Haveli vince il Premio MangiaeBevi per il miglior ristorante etnico di Firenze


Cala il sipario sull’edizione del Premio MangiaeBevi 2020 e Haveli si aggiudica la vittoria come miglior ristorante etnico di Firenze. Una notizia che ci rende orgogliosi e che ci riempie di soddisfazione, visto l’anno a dir poco particolare che abbiamo passato. Una soddisfazione che arriva quasi inaspettata, in un momento certo non facile per la ristorazione in generale. Il 2020 è stato anche l’anno del 20esimo anniversario del ristorante, l’indiano attivo da più tempo a Firenze e uno dei locali di cucina etnica più conosciuti nel capoluogo toscano.

La storia

Il Premio MangiaeBevi nasce nel 2017 in sostituzione e naturale evoluzione della guida MangiaeBevi, con l’intento di dare un riconoscimento e la giusta gratificazione a quelle attività di ristorazione e a quegli operatori del settore che hanno saputo distinguersi durante il corso dell’ultimo anno. L’iniziativa ha l’obiettivo di contribuire ad accendere i riflettori sulle eccellenze e sui professionisti della ristorazione in tutta Italia. Ogni anno perciò viene indetto un concorso che coinvolge ristoratori, ristoranti e produttori del territorio delle principali città italiane.

L’edizione 2020

L’edizione del 2020 è stata, per ovvi motivi, un’edizione molto particolare. Si è svolta infatti esclusivamente online e con lo scopo di premiare le realtà che nel corso dell’ultimo anno hanno saputo reagire con ostinazione alle difficoltà e si sono ingegnate per continuare a mandare avanti le proprie attività, seppur con ingenti sacrifici. Un gruppo di autorevoli giornalisti ed esperti del settore enogastronomico ha selezionato le attività più rappresentative per Milano, Roma, Napoli, Torino, Firenze e Palermo. Ciascuno di loro ha presentato cinque nomination per ognuna delle 16 categorie previste. I lettori di MangiaeBevi sono stati chiamati poi a votare il ristorante preferito per ciascuna categoria.

La giuria

La giuria di esperti chiamata a proporre i ristoranti che si sono maggiormente distinti nel 2020 a Firenze era formata da: Chiara Aiazzi (Identità Golose), Tommaso Baldassini (TuscanyPeople), Anna Balzani (Florence is you), Federico Bellanca (Beverfood), Raffaella Galamini (Agrodolce), Marco Gemelli (Il Forchettiere), Giacomo Iacobellis (FUL – Florence Urban Lifestyle), Masakatsu e Manami Ikeda (SaporitaWeb), Luca Managlia (Gola Gioconda), Paola Mencarelli (GamberoRosso/Florence Cocktail Week), Anonio Sorvillo (FirenzeToday), Niccolò Tozzi (Firenze Spettacolo).
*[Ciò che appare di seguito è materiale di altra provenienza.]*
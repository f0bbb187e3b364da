//! TOML-based application configuration.
//!
//! Stored at `~/.config/cadence/config.toml`. Every field has a default so
//! a missing or partial file always loads.

use serde::{Deserialize, Serialize};
use std::path::PathBuf;

use super::data_dir;
use crate::error::ConfigError;

/// Time-tracking configuration.
#[derive(Debug, Clone, Serialize, Deserialize)]
pub struct TrackerConfig {
    /// Refuse to start a timer while any other session is active.
    #[serde(default = "default_true")]
    pub single_active_session: bool,
}

impl Default for TrackerConfig {
    fn default() -> Self {
        Self {
            single_active_session: true,
        }
    }
}

/// Output configuration for the CLI.
#[derive(Debug, Clone, Serialize, Deserialize)]
pub struct DisplayConfig {
    /// Pretty-print JSON output.
    #[serde(default = "default_true")]
    pub pretty_json: bool,
}

impl Default for DisplayConfig {
    fn default() -> Self {
        Self { pretty_json: true }
    }
}

/// Application configuration.
///
/// Serialized to/from TOML at `~/.config/cadence/config.toml`.
#[derive(Debug, Clone, Default, Serialize, Deserialize)]
pub struct Config {
    #[serde(default)]
    pub tracker: TrackerConfig,
    #[serde(default)]
    pub display: DisplayConfig,
}

fn default_true() -> bool {
    true
}

impl Config {
    fn path() -> Result<PathBuf, ConfigError> {
        let dir = data_dir().map_err(|e| ConfigError::LoadFailed {
            path: PathBuf::from("~/.config/cadence"),
            message: e.to_string(),
        })?;
        Ok(dir.join("config.toml"))
    }

    /// Load the configuration, falling back to defaults when the file does
    /// not exist yet.
    pub fn load() -> Result<Self, ConfigError> {
        let path = Self::path()?;
        if !path.exists() {
            return Ok(Self::default());
        }
        let raw = std::fs::read_to_string(&path).map_err(|e| ConfigError::LoadFailed {
            path: path.clone(),
            message: e.to_string(),
        })?;
        toml::from_str(&raw).map_err(|e| ConfigError::ParseFailed(e.to_string()))
    }

    /// Save the configuration.
    pub fn save(&self) -> Result<(), ConfigError> {
        let path = Self::path()?;
        let raw = toml::to_string_pretty(self)
            .map_err(|e| ConfigError::ParseFailed(e.to_string()))?;
        std::fs::write(&path, raw).map_err(|e| ConfigError::SaveFailed {
            path,
            message: e.to_string(),
        })
    }

    /// Read a value by dotted key, for the CLI `config get` command.
    pub fn get(&self, key: &str) -> Option<String> {
        match key {
            "tracker.single_active_session" => {
                Some(self.tracker.single_active_session.to_string())
            }
            "display.pretty_json" => Some(self.display.pretty_json.to_string()),
            _ => None,
        }
    }

    /// Write a value by dotted key, for the CLI `config set` command.
    pub fn set(&mut self, key: &str, value: &str) -> Result<(), ConfigError> {
        let parse_bool = |value: &str| {
            value.parse::<bool>().map_err(|_| ConfigError::ParseFailed(format!(
                "expected true/false, got '{value}'"
            )))
        };
        match key {
            "tracker.single_active_session" => {
                self.tracker.single_active_session = parse_bool(value)?;
            }
            "display.pretty_json" => {
                self.display.pretty_json = parse_bool(value)?;
            }
            _ => {
                return Err(ConfigError::ParseFailed(format!("unknown key '{key}'")));
            }
        }
        Ok(())
    }

    /// All dotted keys and their current values.
    pub fn entries(&self) -> Vec<(&'static str, String)> {
        vec![
            (
                "tracker.single_active_session",
                self.tracker.single_active_session.to_string(),
            ),
            ("display.pretty_json", self.display.pretty_json.to_string()),
        ]
    }
}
Il ristorante Haveli si è aggiudicato il primo premio della categoria Miglior ristorante etnico sia dal pubblico che dalla stampa.

Take away e Delivery:

Durante il periodo del lockdown, nella primavera del 2020, ci siamo trovati di fronte a due possibilità: tenere il nostro ristorante chiuso e aspettare trepidanti la riapertura, oppure trovare un modo per andare incontro ai nostri clienti, dando loro la possibilità di gustare i piatti della nostra cucina indiana anche a casa. Per questo ci siamo subito attivati per organizzare il servizio da asporto e la consegna a domicilio gratuita: due elementi fondamentali che ci hanno permesso di continuare a lavorare e soprattutto di soddisfare i desideri degli appassionati di cibo etnico. Forti di questa esperienza, abbiamo deciso di non smettere e di continuare ad offrire questa possibilità sempre, qualunque sia il colore della zona, che il ristorante sia aperto oppure no.

 

La soddisfazione dei proprietari

“Il premio ci riempie di orgoglio e soddisfazione e ci invita a guardare con ottimismo al futuro”, ha commentato Jyoti Singh, che oltre ad essere il titolare di Haveli è anche chef e rinomato sommelier. La storia del locale comincia da lontano, da ben prima degli inizi del nuovo millennio, quando ha aperto in Viale Fratelli Rosselli. È una storia fatta di passione per la cucina, ma anche di fatica, difficoltà e integrazione. 

“Quando io e mia moglie Rubel siamo arrivati in Italia e in questa città era il 1993 – aggiunge -. Avevamo una valigia e il cuore pieno di speranze e sogni. Il più grande di questi era quello di poter aprire un ristorante tutto mio, poiché in India avevo seguito studi alberghieri. In questi anni, lavorando duramente, siamo riusciti a raggiungere il nostro obiettivo e a diffondere le ricette del Punjab, di cui siamo originari, e di tutta l’India”.